### PROBLEM DETAILS
Return the following from the records below: each line, word for word, starting with the line that contains "pub struct BatteryService" and going on through the line that contains "let control_point = sb", with nothing outside that range.

### RECORDS FOR THE TASK
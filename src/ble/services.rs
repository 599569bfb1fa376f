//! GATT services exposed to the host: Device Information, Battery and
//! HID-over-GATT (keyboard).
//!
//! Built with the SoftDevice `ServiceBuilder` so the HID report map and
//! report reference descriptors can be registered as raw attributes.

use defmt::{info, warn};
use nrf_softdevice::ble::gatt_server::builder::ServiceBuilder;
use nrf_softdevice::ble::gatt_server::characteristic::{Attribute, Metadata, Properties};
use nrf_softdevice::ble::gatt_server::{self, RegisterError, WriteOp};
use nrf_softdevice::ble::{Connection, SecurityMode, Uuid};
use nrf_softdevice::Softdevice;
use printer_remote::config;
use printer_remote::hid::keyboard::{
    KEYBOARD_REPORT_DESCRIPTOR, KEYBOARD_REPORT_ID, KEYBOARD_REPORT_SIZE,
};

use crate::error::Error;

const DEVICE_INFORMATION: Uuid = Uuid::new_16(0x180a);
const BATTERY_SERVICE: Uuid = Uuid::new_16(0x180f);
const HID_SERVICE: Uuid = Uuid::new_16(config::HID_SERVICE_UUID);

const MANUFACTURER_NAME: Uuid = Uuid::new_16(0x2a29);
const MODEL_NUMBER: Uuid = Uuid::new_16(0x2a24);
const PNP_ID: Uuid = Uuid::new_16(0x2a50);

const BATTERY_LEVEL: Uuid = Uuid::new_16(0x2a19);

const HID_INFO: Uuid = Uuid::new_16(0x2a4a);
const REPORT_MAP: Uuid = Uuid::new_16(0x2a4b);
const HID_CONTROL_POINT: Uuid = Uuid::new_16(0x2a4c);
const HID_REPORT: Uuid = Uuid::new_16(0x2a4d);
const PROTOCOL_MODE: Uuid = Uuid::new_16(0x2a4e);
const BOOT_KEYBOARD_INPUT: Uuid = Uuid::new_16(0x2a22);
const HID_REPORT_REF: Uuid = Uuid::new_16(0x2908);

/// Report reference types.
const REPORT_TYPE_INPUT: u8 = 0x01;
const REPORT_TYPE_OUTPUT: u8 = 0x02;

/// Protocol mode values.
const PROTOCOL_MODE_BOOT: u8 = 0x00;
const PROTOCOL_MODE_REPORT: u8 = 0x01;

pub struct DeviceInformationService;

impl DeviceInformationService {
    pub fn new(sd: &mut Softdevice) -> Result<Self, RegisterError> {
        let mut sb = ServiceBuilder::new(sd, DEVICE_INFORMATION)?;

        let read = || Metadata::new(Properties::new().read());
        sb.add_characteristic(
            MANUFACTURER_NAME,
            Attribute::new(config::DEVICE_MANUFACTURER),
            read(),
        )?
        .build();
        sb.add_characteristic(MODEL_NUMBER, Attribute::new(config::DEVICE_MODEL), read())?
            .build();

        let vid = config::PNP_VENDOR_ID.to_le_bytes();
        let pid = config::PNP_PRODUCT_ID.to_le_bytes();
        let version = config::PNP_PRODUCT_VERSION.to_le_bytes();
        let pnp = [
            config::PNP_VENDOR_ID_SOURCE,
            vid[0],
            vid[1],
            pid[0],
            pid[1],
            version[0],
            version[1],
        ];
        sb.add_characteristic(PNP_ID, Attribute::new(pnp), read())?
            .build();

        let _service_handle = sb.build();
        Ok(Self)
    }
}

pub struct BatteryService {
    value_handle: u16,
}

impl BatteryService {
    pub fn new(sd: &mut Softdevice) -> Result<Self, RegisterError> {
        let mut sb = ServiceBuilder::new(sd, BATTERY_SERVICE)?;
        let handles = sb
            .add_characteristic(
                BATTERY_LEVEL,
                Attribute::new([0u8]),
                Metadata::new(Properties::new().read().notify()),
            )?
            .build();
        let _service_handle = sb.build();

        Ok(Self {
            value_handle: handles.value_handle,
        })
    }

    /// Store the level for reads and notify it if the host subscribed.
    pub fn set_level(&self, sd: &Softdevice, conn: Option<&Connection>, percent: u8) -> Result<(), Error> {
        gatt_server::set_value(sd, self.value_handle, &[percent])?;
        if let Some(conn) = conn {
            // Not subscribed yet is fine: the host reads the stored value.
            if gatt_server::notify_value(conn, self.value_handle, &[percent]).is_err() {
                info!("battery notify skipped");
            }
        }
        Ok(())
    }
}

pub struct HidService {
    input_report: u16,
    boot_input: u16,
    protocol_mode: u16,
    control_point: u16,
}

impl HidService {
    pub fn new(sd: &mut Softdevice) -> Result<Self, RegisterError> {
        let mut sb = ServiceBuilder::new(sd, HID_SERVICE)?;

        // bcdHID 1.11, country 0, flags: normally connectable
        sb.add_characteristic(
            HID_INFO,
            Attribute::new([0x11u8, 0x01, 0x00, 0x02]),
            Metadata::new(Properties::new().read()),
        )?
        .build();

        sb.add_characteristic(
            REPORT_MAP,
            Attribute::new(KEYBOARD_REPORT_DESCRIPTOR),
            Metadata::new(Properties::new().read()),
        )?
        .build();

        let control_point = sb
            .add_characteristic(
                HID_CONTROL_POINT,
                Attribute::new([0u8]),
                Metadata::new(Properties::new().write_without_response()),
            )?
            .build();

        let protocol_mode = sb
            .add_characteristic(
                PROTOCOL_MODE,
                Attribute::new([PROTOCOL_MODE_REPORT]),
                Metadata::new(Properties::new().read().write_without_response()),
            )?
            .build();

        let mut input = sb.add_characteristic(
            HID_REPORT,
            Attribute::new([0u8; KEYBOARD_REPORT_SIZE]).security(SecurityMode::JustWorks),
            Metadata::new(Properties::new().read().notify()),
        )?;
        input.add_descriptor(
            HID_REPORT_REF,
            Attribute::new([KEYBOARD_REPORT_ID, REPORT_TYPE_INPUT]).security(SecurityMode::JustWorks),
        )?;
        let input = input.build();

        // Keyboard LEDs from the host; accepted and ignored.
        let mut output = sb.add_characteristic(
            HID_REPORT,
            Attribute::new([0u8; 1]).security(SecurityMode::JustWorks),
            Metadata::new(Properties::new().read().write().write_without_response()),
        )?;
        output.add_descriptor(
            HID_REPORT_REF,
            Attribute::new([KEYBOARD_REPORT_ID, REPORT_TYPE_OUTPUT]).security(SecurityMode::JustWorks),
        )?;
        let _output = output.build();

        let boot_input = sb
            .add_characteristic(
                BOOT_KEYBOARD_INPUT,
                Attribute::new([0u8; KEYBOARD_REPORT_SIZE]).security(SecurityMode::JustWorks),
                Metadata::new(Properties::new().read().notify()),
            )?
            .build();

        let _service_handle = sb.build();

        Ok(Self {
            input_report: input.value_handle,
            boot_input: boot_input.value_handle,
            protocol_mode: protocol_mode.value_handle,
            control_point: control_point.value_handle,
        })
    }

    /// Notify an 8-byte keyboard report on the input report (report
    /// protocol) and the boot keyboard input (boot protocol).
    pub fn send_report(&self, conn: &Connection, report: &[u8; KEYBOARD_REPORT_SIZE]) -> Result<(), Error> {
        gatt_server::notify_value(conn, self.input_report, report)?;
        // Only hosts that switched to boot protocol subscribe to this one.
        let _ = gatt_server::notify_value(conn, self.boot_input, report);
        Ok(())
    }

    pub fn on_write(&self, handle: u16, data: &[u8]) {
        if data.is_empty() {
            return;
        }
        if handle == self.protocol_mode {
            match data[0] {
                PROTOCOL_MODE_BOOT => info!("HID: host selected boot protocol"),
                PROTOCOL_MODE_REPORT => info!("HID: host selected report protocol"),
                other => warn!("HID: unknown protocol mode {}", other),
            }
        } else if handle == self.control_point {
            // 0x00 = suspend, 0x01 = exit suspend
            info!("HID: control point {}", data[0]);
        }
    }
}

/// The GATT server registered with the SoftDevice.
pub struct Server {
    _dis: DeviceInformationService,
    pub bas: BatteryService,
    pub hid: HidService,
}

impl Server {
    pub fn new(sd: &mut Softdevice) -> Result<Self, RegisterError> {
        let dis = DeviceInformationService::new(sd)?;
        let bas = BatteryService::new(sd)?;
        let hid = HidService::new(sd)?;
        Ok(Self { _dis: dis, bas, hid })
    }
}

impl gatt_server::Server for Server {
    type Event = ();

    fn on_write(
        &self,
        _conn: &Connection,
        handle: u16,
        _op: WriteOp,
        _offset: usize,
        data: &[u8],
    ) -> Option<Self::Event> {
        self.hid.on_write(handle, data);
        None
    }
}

### EXERCISE SOLUTION
pub struct BatteryService {
    value_handle: u16,
}

impl BatteryService {
    pub fn new(sd: &mut Softdevice) -> Result<Self, RegisterError> {
        let mut sb = ServiceBuilder::new(sd, BATTERY_SERVICE)?;
        let handles = sb
            .add_characteristic(
                BATTERY_LEVEL,
                Attribute::new([0u8]),
                Metadata::new(Properties::new().read().notify()),
            )?
            .build();
        let _service_handle = sb.build();

        Ok(Self {
            value_handle: handles.value_handle,
        })
    }

    /// Store the level for reads and notify it if the host subscribed.
    pub fn set_level(&self, sd: &Softdevice, conn: Option<&Connection>, percent: u8) -> Result<(), Error> {
        gatt_server::set_value(sd, self.value_handle, &[percent])?;
        if let Some(conn) = conn {
            // Not subscribed yet is fine: the host reads the stored value.
            if gatt_server::notify_value(conn, self.value_handle, &[percent]).is_err() {
                info!("battery notify skipped");
            }
        }
        Ok(())
    }
}

pub struct HidService {
    input_report: u16,
    boot_input: u16,
    protocol_mode: u16,
    control_point: u16,
}

impl HidService {
    pub fn new(sd: &mut Softdevice) -> Result<Self, RegisterError> {
        let mut sb = ServiceBuilder::new(sd, HID_SERVICE)?;

        // bcdHID 1.11, country 0, flags: normally connectable
        sb.add_characteristic(
            HID_INFO,
            Attribute::new([0x11u8, 0x01, 0x00, 0x02]),
            Metadata::new(Properties::new().read()),
        )?
        .build();

        sb.add_characteristic(
            REPORT_MAP,
            Attribute::new(KEYBOARD_REPORT_DESCRIPTOR),
            Metadata::new(Properties::new().read()),
        )?
        .build();

        let control_point = sb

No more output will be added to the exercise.